Thanks to these partner organizations in this year’s conversations:
- Big River Theatre, Alma
- Northern Lakes Center for the Arts, Amery
- Al. Ringling Theatre, Baraboo
- Cedarburg Art Museum, Cedarburg
- Cedarburg Cultural Center, Cedarburg
- Peninsula Arts and Humanities Alliance,, Door County
- Birch Creek Music Performance Center, Egg Harbor
- Mosaic Arts and Neville Public Museum, Green Bay
- City of La Crosse Arts Board, La Crosse
- Shake Rag Alley Center for the Arts, Mineral Point
- Racine Arts Council, Racine
- Festival Theatre, St. Croix Falls
- Central Wisconsin Symphony Orchestra and Scarabocchio Museum, Stevens Point
- Abode Gallery and Widespot Performing Arts Center, Stockholm
- Third Avenue Playhouse, Sturgeon Bay.
There are so many places I didn’t get to, so many photos I didn’t take. That just means I will get back on the road soon to explore!

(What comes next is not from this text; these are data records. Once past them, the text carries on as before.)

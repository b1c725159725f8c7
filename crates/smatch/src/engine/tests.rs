use super::*;
use crate::placeholders::{_x, otherwise};
use crate::{ds, lit, none, some, Otherwise};
use pretty_assertions::assert_eq;

#[test]
fn test_engine_returns_bindings_of_accepting_arm() {
    let subject = 4_i32;
    let mut engine = Engine::new(&subject);
    assert_eq!(engine.arm(&1_i32), None);
    assert_eq!(engine.arm(&_x.gt(2)), Some((&subject, ())));
}

#[test]
fn test_engine_exhausted_is_no_match() {
    let engine = Engine::new("text");
    assert_eq!(engine.exhausted(), NoMatch);
}

#[test]
fn test_first_match_wins() {
    let subject = 5_i32;
    let hit = smatch!(subject,
        _x.gt(0) => |_| "first",
        5 => || "second",
        otherwise => || "third",
    );
    assert_eq!(hit, Ok("first"));
}

#[test]
fn test_no_arm_matches() {
    let hit = smatch!(5_i32, 1 => || 1, 2 => || 2);
    assert_eq!(hit, Err(NoMatch));
}

#[test]
fn test_zero_arms() {
    let hit: Result<(), NoMatch> = smatch!(5_i32);
    assert_eq!(hit, Err(NoMatch));
}

#[test]
fn test_later_actions_never_run() {
    let mut log = Vec::new();
    let hit = smatch!(2_u8,
        1 => || log.push("one"),
        2 => || log.push("two"),
        otherwise => || log.push("other"),
    );
    assert_eq!(hit, Ok(()));
    assert_eq!(log, vec!["two"]);
}

#[test]
fn test_callable_actions_go_through_apply() {
    fn double(n: &i32) -> i32 {
        n * 2
    }
    let triple = |n: &i32| n * 3;

    assert_eq!(smatch!(4_i32, _x.lt(0) => triple, _x => double), Ok(8));
    assert_eq!(smatch!(-4_i32, _x.lt(0) => triple, _x => double), Ok(-12));
}

#[test]
fn test_closure_parameters_receive_bindings_in_order() {
    let subject = (3_i32, String::from("three"), 'c');
    let hit = smatch!(subject,
        ds!(lit(3_i32), _x, _x) => |name, letter| format!("{name}:{letter}"),
    );
    assert_eq!(hit, Ok(String::from("three:c")));
}

#[test]
fn test_bindings_borrow_from_subject() {
    let subject = Some(String::from("inside"));
    let found = smatch!(subject,
        some(_x) => |s| std::ptr::from_ref(s),
        none() => || std::ptr::null(),
    );
    if let Some(inner) = &subject {
        assert_eq!(found, Ok(std::ptr::from_ref(inner)));
    }
}

#[test]
fn test_subject_is_not_moved() {
    let subject = vec![1, 2, 3];
    let len = smatch!(subject, Otherwise => || 3);
    assert_eq!(len, Ok(3));
    assert_eq!(subject.len(), 3);
}

#[test]
fn test_patterns_are_evaluated_once_in_order() {
    let mut order = Vec::new();
    let mut pattern = |n: i32| {
        order.push(n);
        n
    };
    let hit = smatch!(20_i32, pattern(10) => || 'a', pattern(20) => || 'b', pattern(30) => || 'c');
    assert_eq!(hit, Ok('b'));
    assert_eq!(order, vec![10, 20, 30]);
}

There’s one more “Creative Conversation” left to do, in Amery. Looking forward to more travel and more good work around the state.
PS – Google “creative economy,” “creative industries” and “creative placemaking,” and thousands of interesting links from around the world will come up. Here are a few to check out:
- Four types of placemaking
Mark A. Wyckoff, Better Cities & Towns, September-October 2014
- What is the creative economy, really?
- Defining the Creative Economy
Ann Markusen, Director, Project on Regional and Industrial Economics (PRIE), University of Minnesota, 2006
- Creative Placemaking
Ann Markusen, commissioned by the National Endowment for the Arts, 2010
- The Creative Economy – A New Definition
New England Foundation for the Arts, 2007
- Creative Placemaking 101 for Community Developers
Ann Nicodemus, LISC Institute for Comprehensive Community Development, 2014
- The Creative Community Builder’s Handbook: How to Transform Communities Using Local Assets, Arts and Cultureby Tom Borrup, 2006. Assesses 20 arts-centered community development projects and provides a step-by-step guide to building the economic, social, civic and physical infrastructure of communities through the arts. The book includes case studies from urban, rural and suburban communities and best practices related to ten successful community building strategies.